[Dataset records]
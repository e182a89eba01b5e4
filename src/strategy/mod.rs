//! Strategy module
//!
//! Failure-signal detection for a single perpetual contract.
//!
//! - `calculations` - RSI and local extrema over plain series
//! - `detectors/` - stateful detectors fed one observation at a time
//! - `orchestrator` - polling loop, bar consumer and alert routing

pub mod calculations;
pub mod detectors;
pub mod orchestrator;

pub use detectors::{
    BoundedTimeWindow, Extrema, FundingRateFlipDetector, OpenInterestDropDetector,
    RsiDivergenceDetector,
};
pub use orchestrator::{
    BarConsumer, OrchestratorConfig, PollAction, PollOutcome, PollPolicy, PollStep,
    SignalOrchestrator, SnapshotPoller,
};
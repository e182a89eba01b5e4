pub mod market;
pub mod signal;

pub use market::*;
pub use signal::*;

● **EXERCISE**:
Restate all entries above verbatim.

● **RESULT OF THE EXERCISE**:
repository e182a89eba01b5e4
filename src/strategy/mod.rs
//! Strategy module
//!
//! Failure-signal detection for a single perpetual contract.
//!
//! - `calculations` - RSI and local extrema over plain series
//! - `detectors/` - stateful detectors fed one observation at a time
//! - `orchestrator` - polling loop, bar consumer and alert routing

pub mod calculations;
pub mod detectors;
pub mod orchestrator;

pub use detectors::{
    BoundedTimeWindow, Extrema, FundingRateFlipDetector, OpenInterestDropDetector,
    RsiDivergenceDetector,
};
pub use orchestrator::{
    BarConsumer, OrchestratorConfig, PollAction, PollOutcome, PollPolicy, PollStep,
    SignalOrchestrator, SnapshotPoller,
};
repository e182a89eba01b5e4
pub mod market;
pub mod signal;

pub use market::*;
pub use signal::*;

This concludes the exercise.